Um die Klimaziele im Land zu erreichen, muss der Ausbau der Solarenergie weiter beschleunigt werden. Dem stehen jedoch noch lange und komplizierte Planungs- und Genehmigungsverfahren, die unzureichende Schulung und Information sowie die generell unzureichende personelle Ausstattung der Behörden im Weg. Ein Bauleitplan-Verfahren mit anschließendem, zusätzlich separat erforderlichem Baugenehmigungsverfahren dauert derzeit zwei bis drei Jahre. Auch fehlt es den Behörden immer noch am Verständnis, dass Klimaschutz und Naturschutz strategische Partner sind und zusammengedacht werden können und müssen. Wir appellieren an die neue Landesregierung, alle landesplanerischen und bundespolitisch geschaffenen Spielräume für einen beschleunigten Ausbau der Solarenergie im Einklang mit den Zielen des Naturschutzes auszuschöpfen.
Wir fordern:
- Die Beibehaltung der Förderfähigkeit von Solaranlagen in benachteiligten Gebieten (EEG § 37c): Konkret wird die neue Landesregierung aufgefordert, das nutzbare Flächenpotenzial von 67 GW auf EEG-Basisflächen und weiteren 33 GW auf landwirtschaftlichen Flächen mit sehr geringem Bodenwert (sogenannten Benachteiligten Gebieten) landesplanerisch und für die EEG-Förderung ausweislich EEG § 37c offen zu halten (vgl. die Potenzialanalyse der Energieagentur Brandenburg). Denn mit der jüngsten Novelle des EEG hat der Bund die sogenannte Opt-In-Regelung in eine Opt-Out-Regelung überführt, nach der PV-FFA in benachteiligten Gebieten grundsätzlich im Rahmen des Zuschlagsverfahrens des ersten Segments förderfähig sind. Dies gilt auch für PV-FFA in Landschaftsschutzgebieten (LSG), deren Errichtung die Landesregierung neuerdings unter Berücksichtigung der Belange des Naturschutzes ermöglicht hat. Damit diese benachteiligten Gebiete und die darin liegenden LSG allerdings wirtschaftlich genutzt werden können, müssen die dort errichteten Anlagen nach dem EEG förderfähig sein bzw. bleiben. Dafür darf die künftige Landesregierung die weitgehende Öffnung der Vergütungsfähigkeit für PV-Anlagen in benachteiligten Gebieten nicht durch die Opt-Out-Option wieder einschränken. Dies gilt auch für eine mögliche Beschränkung der Inanspruchnahme landwirtschaftlicher Flächen in benachteiligten Gebieten, wenn diese einen Schwellenwert von 1 Prozent (1,5 Prozent ab 2031) überschreiten. Die Bereitstellung von Flächen, die nach dem EEG förderfähig sind, ist eine zentrale Anschubmaßnahme für den Ausbau in der Freifläche. Durch die neu geschaffene Abgabe für den Zubau erneuerbarer Energieanlagen werden auch die Kommunen am wirtschaftlichen Erfolg dieser Projekte beteiligt.

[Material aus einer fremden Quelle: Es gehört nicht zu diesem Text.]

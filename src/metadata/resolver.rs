//! Assembly resolution seam.
//!
//! Instance-method signatures in composite images can reference types owned by other
//! assemblies; decoding their names requires opening those assemblies' metadata. How sibling
//! assemblies are located (probing directories, reference paths, bundles) is a policy decision
//! that belongs to the embedding tool, so the reader only defines the capability as a trait.
//! Results are memoized by the reader, one lookup per reference-assembly index.

use std::path::Path;

use crate::metadata::reader::EcmaMetadata;

/// Locates the metadata of reference assemblies on behalf of the reader.
///
/// Implementations return `None` when an assembly cannot be found; the reader converts a miss
/// on a *demanded* reference into [`crate::Error::MissingReferenceAssembly`].
pub trait AssemblyResolver: Send + Sync {
    /// Locates an assembly by simple name, e.g. `System.Private.CoreLib`.
    ///
    /// ## Arguments
    ///
    /// * `simple_name` - The assembly simple name, without extension or version.
    /// * `referrer` - Path of the image requesting the lookup, usable as a probing anchor.
    fn find_assembly(&self, simple_name: &str, referrer: &Path) -> Option<EcmaMetadata>;

    /// Locates the assembly behind an `AssemblyRef` row of a referrer's metadata.
    ///
    /// The default implementation resolves the row to its simple name and delegates to
    /// [`AssemblyResolver::find_assembly`].
    ///
    /// ## Arguments
    ///
    /// * `referrer` - The metadata whose `AssemblyRef` table contains the row.
    /// * `assembly_ref_rid` - The 1-based `AssemblyRef` row id.
    /// * `referrer_path` - Path of the image requesting the lookup.
    fn find_assembly_ref(
        &self,
        referrer: &EcmaMetadata,
        assembly_ref_rid: u32,
        referrer_path: &Path,
    ) -> Option<EcmaMetadata> {
        let simple_name = referrer.assembly_ref_name(assembly_ref_rid).ok()?;
        self.find_assembly(&simple_name, referrer_path)
    }
}

/// A resolver that never finds anything.
///
/// Used when no resolver is supplied; every demanded cross-assembly lookup then surfaces as
/// [`crate::Error::MissingReferenceAssembly`].
pub struct NullResolver;

impl AssemblyResolver for NullResolver {
    fn find_assembly(&self, _simple_name: &str, _referrer: &Path) -> Option<EcmaMetadata> {
        None
    }
}
//! Compact `#~` tables stream reader.
//!
//! The ReadyToRun cross-references need row counts and a handful of name columns from the
//! managed metadata tables: `AssemblyRef` rows for the unified reference-assembly index,
//! `TypeDef`/`TypeRef`/`ExportedType` names for signature and available-type rendering, and
//! `MethodDef`/`MemberRef` names for entrypoint display. This module decodes the tables stream
//! header and computes every table's row size from a static column schema, which is enough to
//! address any cell without materializing row models.
//!
//! # Reference
//! - [ECMA-335 II.24.2.6](https://ecma-international.org/wp-content/uploads/ECMA-335_6th_edition_june_2012.pdf)

use strum::{EnumIter, FromRepr, IntoEnumIterator};

use crate::{
    file::io::{read_le_at, read_le_at_dyn},
    Error::OutOfBounds,
    Result,
};

/// Identifier of a metadata table, ECMA-335 II.22.
#[derive(Debug, Clone, Copy, PartialEq, Eq, EnumIter, FromRepr)]
#[repr(u8)]
#[allow(missing_docs)]
pub enum TableId {
    Module = 0x00,
    TypeRef = 0x01,
    TypeDef = 0x02,
    FieldPtr = 0x03,
    Field = 0x04,
    MethodPtr = 0x05,
    MethodDef = 0x06,
    ParamPtr = 0x07,
    Param = 0x08,
    InterfaceImpl = 0x09,
    MemberRef = 0x0A,
    Constant = 0x0B,
    CustomAttribute = 0x0C,
    FieldMarshal = 0x0D,
    DeclSecurity = 0x0E,
    ClassLayout = 0x0F,
    FieldLayout = 0x10,
    StandAloneSig = 0x11,
    EventMap = 0x12,
    EventPtr = 0x13,
    Event = 0x14,
    PropertyMap = 0x15,
    PropertyPtr = 0x16,
    Property = 0x17,
    MethodSemantics = 0x18,
    MethodImpl = 0x19,
    ModuleRef = 0x1A,
    TypeSpec = 0x1B,
    ImplMap = 0x1C,
    FieldRva = 0x1D,
    EncLog = 0x1E,
    EncMap = 0x1F,
    Assembly = 0x20,
    AssemblyProcessor = 0x21,
    AssemblyOs = 0x22,
    AssemblyRef = 0x23,
    AssemblyRefProcessor = 0x24,
    AssemblyRefOs = 0x25,
    File = 0x26,
    ExportedType = 0x27,
    ManifestResource = 0x28,
    NestedClass = 0x29,
    GenericParam = 0x2A,
    MethodSpec = 0x2B,
    GenericParamConstraint = 0x2C,
}

const TABLE_SLOTS: usize = TableId::GenericParamConstraint as usize + 1;

/// A coded index family, ECMA-335 II.24.2.6. The tag bits select one of the member tables,
/// the remaining bits carry the row id; the encoded width depends on the largest member table.
#[derive(Debug, Clone, Copy, PartialEq, Eq)]
#[allow(missing_docs)]
enum CodedKind {
    TypeDefOrRef,
    HasConstant,
    HasCustomAttribute,
    HasFieldMarshal,
    HasDeclSecurity,
    MemberRefParent,
    HasSemantics,
    MethodDefOrRef,
    MemberForwarded,
    Implementation,
    CustomAttributeType,
    ResolutionScope,
    TypeOrMethodDef,
}

impl CodedKind {
    fn tag_bits(self) -> u32 {
        match self {
            CodedKind::HasFieldMarshal
            | CodedKind::HasSemantics
            | CodedKind::MethodDefOrRef
            | CodedKind::MemberForwarded
            | CodedKind::TypeOrMethodDef => 1,
            CodedKind::TypeDefOrRef
            | CodedKind::HasConstant
            | CodedKind::HasDeclSecurity
            | CodedKind::Implementation
            | CodedKind::ResolutionScope => 2,
            CodedKind::MemberRefParent | CodedKind::CustomAttributeType => 3,
            CodedKind::HasCustomAttribute => 5,
        }
    }

    fn tables(self) -> &'static [TableId] {
        match self {
            CodedKind::TypeDefOrRef => &[TableId::TypeDef, TableId::TypeRef, TableId::TypeSpec],
            CodedKind::HasConstant => &[TableId::Field, TableId::Param, TableId::Property],
            CodedKind::HasCustomAttribute => &[
                TableId::MethodDef,
                TableId::Field,
                TableId::TypeRef,
                TableId::TypeDef,
                TableId::Param,
                TableId::InterfaceImpl,
                TableId::MemberRef,
                TableId::Module,
                TableId::DeclSecurity,
                TableId::Property,
                TableId::Event,
                TableId::StandAloneSig,
                TableId::ModuleRef,
                TableId::TypeSpec,
                TableId::Assembly,
                TableId::AssemblyRef,
                TableId::File,
                TableId::ExportedType,
                TableId::ManifestResource,
                TableId::GenericParam,
                TableId::GenericParamConstraint,
                TableId::MethodSpec,
            ],
            CodedKind::HasFieldMarshal => &[TableId::Field, TableId::Param],
            CodedKind::HasDeclSecurity => {
                &[TableId::TypeDef, TableId::MethodDef, TableId::Assembly]
            }
            CodedKind::MemberRefParent => &[
                TableId::TypeDef,
                TableId::TypeRef,
                TableId::ModuleRef,
                TableId::MethodDef,
                TableId::TypeSpec,
            ],
            CodedKind::HasSemantics => &[TableId::Event, TableId::Property],
            CodedKind::MethodDefOrRef => &[TableId::MethodDef, TableId::MemberRef],
            CodedKind::MemberForwarded => &[TableId::Field, TableId::MethodDef],
            CodedKind::Implementation => {
                &[TableId::File, TableId::AssemblyRef, TableId::ExportedType]
            }
            CodedKind::CustomAttributeType => &[TableId::MethodDef, TableId::MemberRef],
            CodedKind::ResolutionScope => &[
                TableId::Module,
                TableId::ModuleRef,
                TableId::AssemblyRef,
                TableId::TypeRef,
            ],
            CodedKind::TypeOrMethodDef => &[TableId::TypeDef, TableId::MethodDef],
        }
    }
}

/// One column of a table row.
#[derive(Debug, Clone, Copy)]
enum Col {
    /// Fixed 2-byte value
    B2,
    /// Fixed 4-byte value
    B4,
    /// Index into the `#Strings` heap
    Str,
    /// Index into the `#GUID` heap
    Guid,
    /// Index into the `#Blob` heap
    Blob,
    /// Index into another table
    Idx(TableId),
    /// Coded index over a table family
    Coded(CodedKind),
}
//! Error-path coverage over the public API: inputs that are not ReadyToRun images must be
//! rejected with the right error kinds, never panics.

use std::io::Write;

use r2rscope::{Error, File, Parser, ReadyToRunReader};

#[test]
fn empty_input() {
    assert!(matches!(File::from_mem(vec![]), Err(Error::Empty)));
}

#[test]
fn garbage_input() {
    // Not a PE at all
    let result = File::from_mem(vec![0xCC; 4096]);
    assert!(result.is_err());

    // Valid DOS magic but nothing behind it
    let mut data = vec![0u8; 128];
    data[0] = b'M';
    data[1] = b'Z';
    assert!(File::from_mem(data).is_err());
}

#[test]
fn garbage_file_on_disk() {
    let mut file = tempfile::NamedTempFile::new().unwrap();
    file.write_all(&[0xCC; 512]).unwrap();
    file.flush().unwrap();

    assert!(ReadyToRunReader::from_file(file.path()).is_err());
}

#[test]
fn missing_file() {
    let result = ReadyToRunReader::from_file(std::path::Path::new("/nonexistent/image.dll"));
    assert!(result.is_err());
}

#[test]
fn truncated_varints() {
    // Every multi-byte prefix with no continuation bytes must error out cleanly
    for first in [0x01u8, 0x03, 0x07, 0x0F] {
        let data = [first];
        let mut parser = Parser::new(&data);
        assert!(parser.read_unsigned().is_err(), "prefix 0x{first:02x}");
    }
}

#[test]
fn varint_widths() {
    let cases: [(&[u8], u32); 5] = [
        (&[0x2A], 21),
        (&[0x01, 0x02], 0x80),
        (&[0x03, 0x00, 0x02], 0x4000),
        (&[0x07, 0x00, 0x00, 0x02], 0x20_0000),
        (&[0x0F, 0x00, 0x00, 0x00, 0x10], 0x1000_0000),
    ];

    for (bytes, expected) in cases {
        let mut parser = Parser::new(bytes);
        assert_eq!(parser.read_unsigned().unwrap(), expected);
        assert!(!parser.has_more_data());
    }
}
//! Unified reference-assembly index.
//!
//! ReadyToRun signatures address assemblies through one dense integer space that spans two
//! disjoint back-ends: the `AssemblyRef` rows of the primary metadata (composite images have
//! none) and the manifest metadata's extra rows appended by compilation. Index 0 is invalid,
//! index 1 is the image itself, indices 2..=A are primary rows by row id, and everything above
//! maps to `manifest_references[index - A - 2]`.
//!
//! The arithmetic lives in exactly one place - [`AssemblyIndex::assembly_at`] - and every
//! consumer (signature decoding, component lookups, the reader's public API) goes through it.
//! Opened assemblies are memoized per index; the resolver is never asked twice for the same
//! reference.

use std::{
    path::PathBuf,
    sync::{Arc, RwLock},
};

use rustc_hash::FxHashMap;

use crate::{
    metadata::{reader::EcmaMetadata, resolver::AssemblyResolver, token::Token},
    readytorun::{
        method::MetadataSource,
        signature::MetadataScope,
    },
    Error::MissingReferenceAssembly,
    Result,
};

/// The simple name of the system module used as the composite fallback scope.
pub const SYSTEM_MODULE: &str = "System.Private.CoreLib";

/// Metadata back-ends and the resolver cache of one image.
pub struct AssemblyIndex {
    filename: PathBuf,
    primary: Option<Arc<EcmaMetadata>>,
    manifest: Option<Arc<EcmaMetadata>>,
    manifest_references: Vec<String>,
    resolver: Box<dyn AssemblyResolver>,
    references: RwLock<FxHashMap<u32, Arc<EcmaMetadata>>>,
    system: RwLock<Option<Arc<EcmaMetadata>>>,
}

impl AssemblyIndex {
    /// Builds the index over the image's metadata back-ends.
    ///
    /// ## Arguments
    ///
    /// * `filename` - Path of the image, handed to the resolver as probing anchor.
    /// * `primary` - The primary metadata; `None` for composite images.
    /// * `manifest` - The manifest metadata blob, when the image carries one.
    /// * `resolver` - The external assembly-location capability.
    ///
    /// # Errors
    ///
    /// Returns an error if the manifest's `AssemblyRef` rows cannot be enumerated.
    pub fn new(
        filename: PathBuf,
        primary: Option<Arc<EcmaMetadata>>,
        manifest: Option<Arc<EcmaMetadata>>,
        resolver: Box<dyn AssemblyResolver>,
    ) -> Result<AssemblyIndex> {
        let mut manifest_references = Vec::new();
        if let Some(manifest) = &manifest {
            for rid in 1..=manifest.assembly_ref_count() {
                manifest_references.push(manifest.assembly_ref_name(rid)?);
            }
        }

        Ok(AssemblyIndex {
            filename,
            primary,
            manifest,
            manifest_references,
            resolver,
            references: RwLock::new(FxHashMap::default()),
            system: RwLock::new(None),
        })
    }

    /// The primary metadata reader, absent for composite images.
    #[must_use]
    pub fn primary(&self) -> Option<&Arc<EcmaMetadata>> {
        self.primary.as_ref()
    }

    /// The manifest metadata reader, when present.
    #[must_use]
    pub fn manifest(&self) -> Option<&Arc<EcmaMetadata>> {
        self.manifest.as_ref()
    }

    /// Simple names of the manifest's extra assembly references, in table order.
    #[must_use]
    pub fn manifest_references(&self) -> &[String] {
        &self.manifest_references
    }

    /// `AssemblyRef` row count of the primary metadata; 0 for composite images.
    #[must_use]
    pub fn primary_ref_count(&self) -> u32 {
        self.primary
            .as_ref()
            .map_or(0, |primary| primary.assembly_ref_count())
    }

    /// Simple name behind a unified reference index, without opening the assembly.
    ///
    /// # Errors
    ///
    /// Returns an error for index 0 or an index outside both back-ends.
    pub fn reference_name(&self, ref_index: u32) -> Result<String> {
        let primary_count = self.primary_ref_count();

        if ref_index == 0 {
            return Err(malformed_error!("Assembly reference index 0 is invalid"));
        }
        if ref_index == 1 {
            return match &self.primary {
                Some(primary) => Ok(primary
                    .assembly_name()?
                    .unwrap_or_else(|| self.filename.display().to_string())),
                None => Err(malformed_error!(
                    "Assembly reference index 1 does not exist in a composite image"
                )),
            };
        }
        if ref_index <= primary_count {
            let primary = self.primary.as_ref().ok_or_else(|| {
                malformed_error!("Assembly reference {} without primary metadata", ref_index)
            })?;
            return primary.assembly_ref_name(ref_index);
        }

        let manifest_index = (ref_index - primary_count)
            .checked_sub(2)
            .ok_or_else(|| malformed_error!("Assembly reference index {} is reserved", ref_index))?;
        self.manifest_references
            .get(manifest_index as usize)
            .cloned()
            .ok_or_else(|| {
                malformed_error!("Assembly reference index {} out of range", ref_index)
            })
    }

    /// Opens (or returns the memoized) metadata behind a unified reference index.
    ///
    /// ## Arguments
    ///
    /// * `ref_index` - The 1-based unified reference index.
    ///
    /// # Errors
    ///
    /// Returns [`crate::Error::MissingReferenceAssembly`] when the resolver cannot locate the
    /// assembly, or [`crate::Error::Malformed`] for an invalid index.
    pub fn assembly_at(&self, ref_index: u32) -> Result<Arc<EcmaMetadata>> {
        if ref_index == 1 {
            return self
                .primary
                .clone()
                .ok_or_else(|| malformed_error!("Composite image has no self metadata"));
        }

        if let Some(cached) = self
            .references
            .read()
            .map_err(|_| crate::Error::Error("reference cache poisoned".to_string()))?
            .get(&ref_index)
        {
            return Ok(cached.clone());
        }

        let primary_count = self.primary_ref_count();
        let metadata = if ref_index != 0 && ref_index <= primary_count {
            let primary = self.primary.as_ref().ok_or_else(|| {
                malformed_error!("Assembly reference {} without primary metadata", ref_index)
            })?;
            self.resolver
                .find_assembly_ref(primary, ref_index, &self.filename)
        } else {
            let name = self.reference_name(ref_index)?;
            self.resolver.find_assembly(&name, &self.filename)
        };

        let metadata = Arc::new(metadata.ok_or_else(|| {
            MissingReferenceAssembly(
                self.reference_name(ref_index)
                    .unwrap_or_else(|_| format!("reference {ref_index}")),
            )
        })?);

        self.references
            .write()
            .map_err(|_| crate::Error::Error("reference cache poisoned".to_string()))?
            .insert(ref_index, metadata.clone());
        Ok(metadata)
    }

    /// Opens (or returns the memoized) system module metadata.
    ///
    /// # Errors
    ///
    /// Returns [`crate::Error::MissingReferenceAssembly`] when the resolver cannot locate
    /// `System.Private.CoreLib`.
    pub fn system_module(&self) -> Result<Arc<EcmaMetadata>> {
        if let Some(cached) = self
            .system
            .read()
            .map_err(|_| crate::Error::Error("system cache poisoned".to_string()))?
            .as_ref()
        {
            return Ok(cached.clone());
        }

        let metadata = self
            .resolver
            .find_assembly(SYSTEM_MODULE, &self.filename)
            .map(Arc::new)
            .ok_or_else(|| MissingReferenceAssembly(SYSTEM_MODULE.to_string()))?;

        *self
            .system
            .write()
            .map_err(|_| crate::Error::Error("system cache poisoned".to_string()))? =
            Some(metadata.clone());
        Ok(metadata)
    }

    /// Resolves a [`MetadataSource`] handle to its metadata reader.
    ///
    /// # Errors
    ///
    /// Returns an error when the handle's backing assembly cannot be opened.
    pub fn metadata_for(&self, source: MetadataSource) -> Result<Arc<EcmaMetadata>> {
        match source {
            MetadataSource::Primary => self
                .primary
                .clone()
                .ok_or_else(|| malformed_error!("Image has no primary metadata")),
            MetadataSource::System => self.system_module(),
            MetadataSource::Component(index) => {
                self.assembly_at(self.primary_ref_count() + 2 + index)
            }
            MetadataSource::Reference(index) => self.assembly_at(index),
        }
    }

    /// Renders a type token against the metadata of the given source.
    ///
    /// # Errors
    ///
    /// Returns an error for unsupported token kinds or unresolvable rows.
    pub fn token_name(&self, source: MetadataSource, token: Token) -> Result<String> {
        let metadata = self.metadata_for(source)?;

        match token.table() {
            0x01 => metadata.type_ref_name(token.row()),
            0x02 => metadata.type_def_name(token.row()),
            0x1B => Err(crate::Error::NotImplemented(
                "TypeSpec rendering in type signatures",
            )),
            _ => Err(malformed_error!(
                "Unexpected token kind in type signature - {}",
                token
            )),
        }
    }
}

impl MetadataScope for AssemblyIndex {
    fn type_name(&self, source: MetadataSource, token: Token) -> Result<String> {
        self.token_name(source, token)
    }

    fn scope_for_reference(&self, ref_index: u32) -> Result<MetadataSource> {
        // Open eagerly so a bad override fails at decode time, and the open is cached
        self.assembly_at(ref_index)?;
        Ok(MetadataSource::Reference(ref_index))
    }
}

- Sonderabgabe „Solareuro“ überarbeiten: Der Ausbau der Erneuerbaren Energien bedarf der Akzeptanz der Bevölkerung. Die Akzeptanz kann mit gezielten Beteiligungsmodellen gesteigert werden. Der Bundesgesetzgeber hat im § 6 EEG bereits entsprechende Möglichkeiten geschaffen. Das Land Brandenburg hat zusätzlich zum EEG die Sonderabgabe „Solareuro“ eingeführt. Diese zusätzliche Regelung bedroht viele Projekte in ihrer Wirtschaftlichkeit, die Projekte werden in der Gestehung 10 bis 15 Prozent teurer. Zugleich führt der Solareuro zu Wettbewerbsnachteilen gegenüber Projekten in anderen Bundesländern. Der Solareuro sollte überarbeitet werden, mit dem Ziel, die Abgabe nach §6 EEG verpflichtend zu machen. Das schafft Planungssicherheit auf beiden Seiten und verhindert Wettbewerbsnachteile gegenüber anderen Bundesländern.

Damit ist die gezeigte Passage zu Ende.